By the Depression, new heavyweight construction ceased. However, existing heavyweight cars were rebuilt and modernized, an effort which almost always involved adding air conditioning. The air conditioning duct work was placed in the roof giving the rounded shape which eliminated the clerestory. Most of the time, the air conditioning only covered the revenue portions of the cars and thus the rooflines tended to be a bit mixed and unstreamlined. Modernized heavyweight cars were in general usage on most railroads into the 1960s and could be seen in most any train. 

Lightweight streamlined cars were built from the mid 30s on in new construction though most of these cars were not built until after the Second War. The rooflines were entirely rounded and smooth. 

Most folks associate lightweight cars with diesels. While this was true for a very few name trains, most trains on most railroads were a mix of cars and a mix of steam and diesel power right through to dieselization in the late 50s. 

For example, the Canadian National used mostly heavyweight cars (both air conditioned and non airconditioned) behind steam on the Continental during the Postwar years.
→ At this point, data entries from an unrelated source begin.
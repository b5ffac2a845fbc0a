//! Read-only getters over the result store.

use super::Dlm;
use crate::components::{ComponentKind, StateComponent};
use crate::core::t_quantile;
use crate::error::{DlmError, Result};
use crate::filter::{Estimate, Watermark};
use crate::utils::AccuracyMetrics;
use nalgebra::{DMatrix, DVector};
use std::ops::Range;

/// Which stream of stored results to read.
#[derive(Debug, Clone, Copy, PartialEq, Eq, Hash)]
pub enum FilterType {
    /// Filtered posterior at each step.
    ForwardFilter,
    /// Smoothed posterior at each step.
    BackwardSmoother,
    /// One-step-ahead prediction made for each step.
    Predict,
}

impl FilterType {
    /// Human-readable stream name used in errors.
    pub fn label(self) -> &'static str {
        match self {
            FilterType::ForwardFilter => "forward filter",
            FilterType::BackwardSmoother => "backward smoother",
            FilterType::Predict => "predict",
        }
    }
}

/// Borrowed view over a [`Dlm`]'s results.
///
/// Every getter returns the values over the valid range of the requested
/// stream, or [`DlmError::NoResults`] when that stream is empty.
#[derive(Debug, Clone, Copy)]
pub struct Access<'a> {
    dlm: &'a Dlm,
}

impl<'a> Access<'a> {
    pub(crate) fn new(dlm: &'a Dlm) -> Self {
        Self { dlm }
    }

    /// Valid index range of a stream.
    pub fn steps(&self, filter_type: FilterType) -> Result<Watermark> {
        let steps = match filter_type {
            FilterType::ForwardFilter | FilterType::Predict => self.dlm.result.filtered_steps(),
            FilterType::BackwardSmoother => self.dlm.result.smoothed_steps(),
        };
        steps.ok_or_else(|| DlmError::NoResults {
            stream: filter_type.label().to_string(),
        })
    }

    fn estimate(&self, filter_type: FilterType, t: usize) -> Result<&'a Estimate> {
        let result = &self.dlm.result;
        match filter_type {
            FilterType::ForwardFilter => result.filtered(t),
            FilterType::BackwardSmoother => result.smoothed(t),
            FilterType::Predict => result.predicted(t),
        }
        .ok_or(DlmError::Unfiltered { date: t })
    }

    fn per_step<T>(
        &self,
        filter_type: FilterType,
        f: impl Fn(usize, &'a Estimate) -> Result<T>,
    ) -> Result<Vec<T>> {
        let w = self.steps(filter_type)?;
        (w.lo..=w.hi)
            .map(|t| f(t, self.estimate(filter_type, t)?))
            .collect()
    }

    /// Degrees of freedom behind the estimate of a stream at `t`.
    fn df(&self, filter_type: FilterType, t: usize) -> f64 {
        let result = &self.dlm.result;
        match filter_type {
            FilterType::Predict => t.checked_sub(1).and_then(|p| result.df(p)).unwrap_or(1.0),
            _ => result.df(t).unwrap_or(1.0),
        }
    }

    /// Observation mean per step.
    pub fn mean(&self, filter_type: FilterType) -> Result<Vec<f64>> {
        self.per_step(filter_type, |_, e| Ok(e.obs))
    }

    /// Observation variance per step.
    pub fn variance(&self, filter_type: FilterType) -> Result<Vec<f64>> {
        self.per_step(filter_type, |_, e| Ok(e.obs_var))
    }

    /// Central Student-t intervals of coverage `level` per step.
    pub fn interval(&self, filter_type: FilterType, level: f64) -> Result<(Vec<f64>, Vec<f64>)> {
        let bounds = self.per_step(filter_type, |t, e| {
            let half = t_quantile(level, self.df(filter_type, t))? * e.obs_var.sqrt();
            Ok((e.obs - half, e.obs + half))
        })?;
        Ok(bounds.into_iter().unzip())
    }

    fn range(&self, component: Option<&str>) -> Result<Option<Range<usize>>> {
        component
            .map(|name| {
                self.dlm
                    .builder
                    .index(name)
                    .ok_or_else(|| DlmError::NotFound(name.to_string()))
            })
            .transpose()
    }

    /// Latent state per step, optionally restricted to one component.
    pub fn latent_state(
        &self,
        filter_type: FilterType,
        component: Option<&str>,
    ) -> Result<Vec<DVector<f64>>> {
        let range = self.range(component)?;
        self.per_step(filter_type, |_, e| {
            Ok(match &range {
                Some(r) => e.state.rows(r.start, r.len()).into_owned(),
                None => e.state.clone(),
            })
        })
    }

    /// Latent covariance per step, optionally restricted to one component.
    pub fn latent_cov(
        &self,
        filter_type: FilterType,
        component: Option<&str>,
    ) -> Result<Vec<DMatrix<f64>>> {
        let range = self.range(component)?;
        self.per_step(filter_type, |_, e| {
            Ok(match &range {
                Some(r) => e.cov.view((r.start, r.start), (r.len(), r.len())).into_owned(),
                None => e.cov.clone(),
            })
        })
    }

    fn component_evaluation(&self, name: &str, t: usize) -> Result<DVector<f64>> {
        let component = self
            .dlm
            .builder
            .get(name)
            .ok_or_else(|| DlmError::NotFound(name.to_string()))?;
        if component.kind() == ComponentKind::Static {
            Ok(component.evaluation().clone())
        } else {
            component.create_evaluation(t)
        }
    }

    /// Contribution `E_c(t)·θ_c(t)` of one component to the observation mean.
    pub fn component_mean(&self, filter_type: FilterType, name: &str) -> Result<Vec<f64>> {
        let r = self.range(Some(name))?.ok_or_else(|| DlmError::NotFound(name.to_string()))?;
        self.per_step(filter_type, |t, e| {
            let evaluation = self.component_evaluation(name, t)?;
            Ok(evaluation.dot(&e.state.rows(r.start, r.len())))
        })
    }

    /// Variance `E_c(t)·C_c(t)·E_c(t)ᵗ` of one component's contribution.
    pub fn component_variance(&self, filter_type: FilterType, name: &str) -> Result<Vec<f64>> {
        let r = self.range(Some(name))?.ok_or_else(|| DlmError::NotFound(name.to_string()))?;
        self.per_step(filter_type, |t, e| {
            let evaluation = self.component_evaluation(name, t)?;
            let cov = e.cov.view((r.start, r.start), (r.len(), r.len()));
            Ok((cov * &evaluation).dot(&evaluation))
        })
    }

    /// Accuracy of one-step-ahead predictions over the filtered range.
    pub fn accuracy(&self) -> Result<AccuracyMetrics> {
        self.dlm.accuracy()
    }
}
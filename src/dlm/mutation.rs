//! Online data mutation: append, pop and alter.
//!
//! Every operator keeps the series, the components' backing data and the
//! result store aligned, and retracts the filtered watermark to the last
//! step that is still valid.

use super::Dlm;
use crate::components::{Component, Dynamic, TimeVarying};
use crate::error::{DlmError, Result};
use tracing::debug;

impl Dlm {
    fn dynamic_mut(&mut self, name: &str) -> Result<&mut Dynamic> {
        self.builder
            .get_mut(name)
            .ok_or_else(|| DlmError::NotFound(name.to_string()))?
            .as_dynamic_mut()
            .ok_or_else(|| {
                DlmError::InvalidParameter(format!("component '{}' is not a dynamic regression", name))
            })
    }

    /// Append observations. Autoregressive components follow the series;
    /// dynamic components need matching rows via [`Dlm::append_features`].
    ///
    /// NaN and the configured sentinel are stored as missing.
    pub fn append(&mut self, values: Vec<Option<f64>>) -> Result<()> {
        let values: Vec<Option<f64>> = values.into_iter().map(|v| self.config.clean(v)).collect();
        let k = values.len();
        for component in self.builder.time_varying_mut() {
            if let Some(ar) = component.as_autoreg_mut() {
                ar.append_new_data(values.clone())?;
            }
        }
        self.data.extend(values);
        self.result.extend(k);
        debug!(appended = k, n = self.data.len(), "observations appended");
        Ok(())
    }

    /// Append feature rows to a dynamic regression component.
    pub fn append_features(&mut self, name: &str, rows: Vec<Vec<f64>>) -> Result<()> {
        self.dynamic_mut(name)?.append_new_data(rows)
    }

    /// Remove the observation at `date`; later steps shift down by one.
    pub fn popout(&mut self, date: usize) -> Result<()> {
        self.check_date(date)?;
        let remaining = self.data.len() - 1;
        if let Some(degree) = self
            .builder
            .time_varying()
            .filter_map(Component::as_autoreg)
            .map(|ar| ar.degree())
            .find(|&d| d > remaining)
        {
            return Err(DlmError::DegreeExceedsData {
                degree,
                len: remaining,
            });
        }

        for component in self.builder.time_varying_mut() {
            match component {
                Component::AutoReg(ar) => ar.popout(date)?,
                Component::Dynamic(dynamic) if date < dynamic.len() => dynamic.popout(date)?,
                _ => {}
            }
        }
        self.data.remove(date);
        self.result.retract_from(date);
        self.result.remove(date);
        debug!(date, n = self.data.len(), "observation removed");
        Ok(())
    }

    /// Overwrite the observation at `date`. NaN and the sentinel become missing.
    pub fn alter(&mut self, date: usize, value: Option<f64>) -> Result<()> {
        self.check_date(date)?;
        let value = self.config.clean(value);
        for component in self.builder.time_varying_mut() {
            if let Some(ar) = component.as_autoreg_mut() {
                ar.alter(date, value)?;
            }
        }
        self.data[date] = value;
        self.result.retract_from(date);
        debug!(date, "observation altered");
        Ok(())
    }

    /// Overwrite one feature row of a dynamic regression component.
    pub fn alter_features(&mut self, name: &str, date: usize, row: Vec<f64>) -> Result<()> {
        self.dynamic_mut(name)?.alter(date, row)?;
        self.result.retract_from(date);
        Ok(())
    }
}

#[cfg(test)]
mod tests {
    use super::*;
    use crate::components::{AutoReg, StateComponent, Trend};
    use crate::core::DlmConfig;
    use crate::filter::Watermark;

    fn fitted(n: usize) -> Dlm {
        let mut dlm = Dlm::new((0..n).map(|i| Some(i as f64)).collect());
        dlm.add(Trend::new(1, 0.95).unwrap()).unwrap();
        dlm.add(
            Dynamic::new((0..n).map(|i| vec![(i * i) as f64]).collect(), 0.95).unwrap(),
        )
        .unwrap();
        dlm.fit().unwrap();
        dlm
    }

    #[test]
    fn append_keeps_watermark() {
        let mut dlm = fitted(5);
        dlm.append(vec![Some(5.0), None]).unwrap();
        assert_eq!(dlm.len(), 7);
        assert_eq!(dlm.result().len(), 7);
        assert_eq!(dlm.result().filtered_steps(), Some(Watermark::new(0, 4)));
        // Smoothed results stay valid as well.
        assert!(dlm.result().smoothed_steps().is_some());
    }

    #[test]
    fn popout_retracts_and_shifts() {
        let mut dlm = fitted(6);
        dlm.popout(3).unwrap();
        assert_eq!(dlm.len(), 5);
        assert_eq!(dlm.data()[3], Some(4.0));
        assert_eq!(dlm.result().filtered_steps(), Some(Watermark::new(0, 2)));
        assert!(dlm.result().smoothed_steps().is_none());

        let features = dlm.builder().get("dynamic").map(|c| c.dimension());
        assert_eq!(features, Some(1));

        dlm.popout(0).unwrap();
        assert!(dlm.result().filtered_steps().is_none());
        assert!(dlm.popout(10).is_err());
    }

    #[test]
    fn popout_checks_autoregressive_degree() {
        let mut dlm = Dlm::new(vec![Some(1.0), Some(2.0)]);
        dlm.add(Trend::new(0, 0.9).unwrap()).unwrap();
        dlm.add(AutoReg::new(2, 0.9).unwrap()).unwrap();
        assert_eq!(
            dlm.popout(0),
            Err(DlmError::DegreeExceedsData { degree: 2, len: 1 })
        );
        assert_eq!(dlm.len(), 2);
    }

    #[test]
    fn alter_retracts_from_date() {
        let mut dlm = fitted(6);
        dlm.alter(4, None).unwrap();
        assert_eq!(dlm.data()[4], None);
        assert_eq!(dlm.result().filtered_steps(), Some(Watermark::new(0, 3)));

        dlm.alter_features("dynamic", 2, vec![0.5]).unwrap();
        assert_eq!(dlm.result().filtered_steps(), Some(Watermark::new(0, 1)));
        assert!(dlm.alter_features("trend", 2, vec![0.5]).is_err());
        assert!(dlm.alter_features("dynamic", 2, vec![0.5, 1.0]).is_err());
        assert!(dlm.alter(6, Some(1.0)).is_err());
    }

    #[test]
    fn missing_markers_are_normalised_on_entry() {
        let mut dlm = Dlm::from_values_with_config(
            &[1.0, 2.0, 3.0, 4.0],
            DlmConfig::new().with_missing_sentinel(-999.0),
        );
        dlm.add(Trend::new(1, 0.95).unwrap()).unwrap();
        dlm.add(AutoReg::new(1, 0.95).unwrap()).unwrap();
        dlm.fit_forward_filter().unwrap();

        dlm.append(vec![Some(f64::NAN), Some(-999.0), Some(7.0)]).unwrap();
        assert_eq!(&dlm.data()[4..], &[None, None, Some(7.0)]);
        dlm.alter(1, Some(f64::NAN)).unwrap();
        dlm.alter(2, Some(-999.0)).unwrap();
        assert_eq!(dlm.data()[1], None);
        assert_eq!(dlm.data()[2], None);

        let ar = dlm.builder().get("ar1").and_then(|c| c.as_autoreg()).unwrap();
        assert_eq!(ar.data(), dlm.data());

        dlm.fit_forward_filter().unwrap();
        assert!(dlm.mse().unwrap().is_finite());
        let means = dlm.access().mean(crate::dlm::FilterType::ForwardFilter).unwrap();
        assert!(means.iter().all(|m| m.is_finite()));
    }

    #[test]
    fn refilter_after_append_with_features() {
        let mut dlm = fitted(5);
        dlm.append(vec![Some(5.0)]).unwrap();
        dlm.append_features("dynamic", vec![vec![25.0]]).unwrap();
        dlm.fit_forward_filter().unwrap();
        assert_eq!(dlm.result().filtered_steps(), Some(Watermark::new(0, 5)));
    }
}
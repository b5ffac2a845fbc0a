//! Model-level configuration.

use crate::filter::InnovationMode;

/// Settings shared by every pass of a [`Dlm`](crate::dlm::Dlm).
#[derive(Debug, Clone, PartialEq)]
pub struct DlmConfig {
    /// Prior observation noise variance; `df` starts at 1.
    pub prior_noise_var: f64,
    /// How the evolution variance couples components.
    pub innovation: InnovationMode,
    /// Raw value treated as a missing observation, in addition to NaN.
    pub missing_sentinel: Option<f64>,
}

impl Default for DlmConfig {
    fn default() -> Self {
        Self {
            prior_noise_var: 1.0,
            innovation: InnovationMode::Whole,
            missing_sentinel: None,
        }
    }
}

impl DlmConfig {
    pub fn new() -> Self {
        Self::default()
    }

    pub fn with_prior_noise_var(mut self, noise_var: f64) -> Self {
        self.prior_noise_var = noise_var;
        self
    }

    pub fn with_innovation(mut self, mode: InnovationMode) -> Self {
        self.innovation = mode;
        self
    }

    /// Treat `sentinel` in raw input as missing.
    pub fn with_missing_sentinel(mut self, sentinel: f64) -> Self {
        self.missing_sentinel = Some(sentinel);
        self
    }

    /// Convert a raw value to an observation, mapping NaN and the sentinel to `None`.
    pub fn observation(&self, raw: f64) -> Option<f64> {
        if raw.is_nan() || self.missing_sentinel == Some(raw) {
            None
        } else {
            Some(raw)
        }
    }

    /// Normalise an incoming observation so that NaN or the sentinel is `None`.
    pub fn clean(&self, value: Option<f64>) -> Option<f64> {
        value.and_then(|v| self.observation(v))
    }
}
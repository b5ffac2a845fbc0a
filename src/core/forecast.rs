//! Forecast result structure for holding multi-step predictions.

use crate::error::{DlmError, Result};
use statrs::distribution::{ContinuousCDF, StudentsT};

/// Two-sided Student-t quantile for a central interval of coverage `level`.
pub(crate) fn t_quantile(level: f64, df: f64) -> Result<f64> {
    if !(level > 0.0 && level < 1.0) {
        return Err(DlmError::InvalidParameter(format!(
            "interval level must lie in (0, 1), got {}",
            level
        )));
    }
    let dist = StudentsT::new(0.0, 1.0, df)
        .map_err(|e| DlmError::ComputationError(format!("student-t with df={}: {}", df, e)))?;
    Ok(dist.inverse_cdf(0.5 + level / 2.0))
}

/// Multi-step forecast: predictive means, variances and the degrees of
/// freedom of the noise estimate they were made with.
#[derive(Debug, Clone, Default, PartialEq)]
pub struct Forecast {
    mean: Vec<f64>,
    variance: Vec<f64>,
    df: f64,
    lower: Option<Vec<f64>>,
    upper: Option<Vec<f64>>,
}

impl Forecast {
    pub fn new(mean: Vec<f64>, variance: Vec<f64>, df: f64) -> Self {
        Self {
            mean,
            variance,
            df,
            lower: None,
            upper: None,
        }
    }

    /// Number of steps ahead.
    pub fn horizon(&self) -> usize {
        self.mean.len()
    }

    pub fn is_empty(&self) -> bool {
        self.mean.is_empty()
    }

    pub fn mean(&self) -> &[f64] {
        &self.mean
    }

    pub fn variance(&self) -> &[f64] {
        &self.variance
    }

    pub fn df(&self) -> f64 {
        self.df
    }

    /// Attach central Student-t intervals of coverage `level`.
    pub fn with_intervals(mut self, level: f64) -> Result<Self> {
        let (lower, upper) = self.intervals(level)?;
        self.lower = Some(lower);
        self.upper = Some(upper);
        Ok(self)
    }

    /// Compute central Student-t intervals of coverage `level` without storing them.
    pub fn intervals(&self, level: f64) -> Result<(Vec<f64>, Vec<f64>)> {
        let q = t_quantile(level, self.df)?;
        Ok(self
            .mean
            .iter()
            .zip(&self.variance)
            .map(|(m, v)| {
                let half = q * v.sqrt();
                (m - half, m + half)
            })
            .unzip())
    }

    pub fn lower(&self) -> Option<&[f64]> {
        self.lower.as_deref()
    }

    pub fn upper(&self) -> Option<&[f64]> {
        self.upper.as_deref()
    }
}

#[cfg(test)]
mod tests {
    use super::*;
    use approx::assert_relative_eq;

    #[test]
    fn intervals_are_symmetric_and_widen_with_variance() {
        let forecast = Forecast::new(vec![1.0, 1.0], vec![1.0, 4.0], 10.0)
            .with_intervals(0.95)
            .unwrap();
        let lower = forecast.lower().unwrap();
        let upper = forecast.upper().unwrap();

        assert_relative_eq!(upper[0] - 1.0, 1.0 - lower[0], epsilon = 1e-12);
        assert_relative_eq!(upper[1] - lower[1], 2.0 * (upper[0] - lower[0]), epsilon = 1e-9);
        // t(10) 97.5% quantile.
        assert_relative_eq!(upper[0] - 1.0, 2.228139, epsilon = 1e-5);
    }

    #[test]
    fn heavier_tails_with_fewer_df() {
        let wide = t_quantile(0.9, 2.0).unwrap();
        let narrow = t_quantile(0.9, 200.0).unwrap();
        assert!(wide > narrow);
        assert_relative_eq!(narrow, 1.6525, epsilon = 1e-3);
    }

    #[test]
    fn level_must_be_a_probability() {
        let forecast = Forecast::new(vec![0.0], vec![1.0], 3.0);
        assert!(forecast.intervals(1.0).is_err());
        assert!(forecast.intervals(0.0).is_err());
        assert!(forecast.lower().is_none());
        assert_eq!(forecast.horizon(), 1);
    }
}
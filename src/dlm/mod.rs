//! The filter orchestrator: drives the Kalman engine across the series and
//! keeps the result store consistent with the data.

mod access;
mod mutation;
mod predict;

pub use access::{Access, FilterType};
pub use predict::FeatureOverrides;

use crate::components::{Component, ComponentKind, StateComponent};
use crate::core::DlmConfig;
use crate::error::{DlmError, Result};
use crate::filter::{Estimate, KalmanFilter, ResultStore, StepRecord};
use crate::linalg::sample_mvn;
use crate::model::ModelBuilder;
use crate::utils::{calculate_metrics, AccuracyMetrics};
use nalgebra::{DMatrix, DVector};
use rand::Rng;
use rand_distr::{Distribution, StandardNormal};
use tracing::{debug, instrument, trace};

/// One joint draw of the latent trajectory and observations.
#[derive(Debug, Clone, PartialEq)]
pub struct SamplePath {
    /// First index covered by the draw.
    pub start: usize,
    pub states: Vec<DVector<f64>>,
    pub observations: Vec<f64>,
}

/// Bayesian dynamic linear model over a univariate series.
///
/// # Example
/// ```
/// use anofox_dlm::prelude::*;
///
/// let mut dlm = Dlm::from_values(&[1.0, 2.0, 2.5, 3.1, 4.0, 4.8]);
/// dlm.add(Trend::new(1, 0.98).unwrap()).unwrap();
/// dlm.fit().unwrap();
///
/// let smoothed = dlm.access().mean(FilterType::BackwardSmoother).unwrap();
/// assert_eq!(smoothed.len(), 6);
///
/// let forecast = dlm.predict_n(5, 3, &FeatureOverrides::new()).unwrap();
/// assert_eq!(forecast.horizon(), 3);
/// ```
#[derive(Debug, Clone)]
pub struct Dlm {
    data: Vec<Option<f64>>,
    builder: ModelBuilder,
    filter: Option<KalmanFilter>,
    result: ResultStore,
    config: DlmConfig,
}
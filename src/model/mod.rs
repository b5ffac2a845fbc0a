//! State-space model assembly.

mod builder;
mod state_space;

pub use builder::ModelBuilder;
pub use state_space::{ForecastState, StateSpaceModel};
When the Super C was introduced in 1955, diesels and streamlined cars were front and centre BUT the consist always included several heavyweight cars. Pics of the Super Continental behind steam in the mid to late 50s are also common when the diesels were unavailable. If this happens on a railroad's number one train, imagine the mix of equipment on lesser trains. 

Regards ... Doug


----------



## Dougald (Jan 2, 2008)

To put soome pictures to my previous ramblings ... 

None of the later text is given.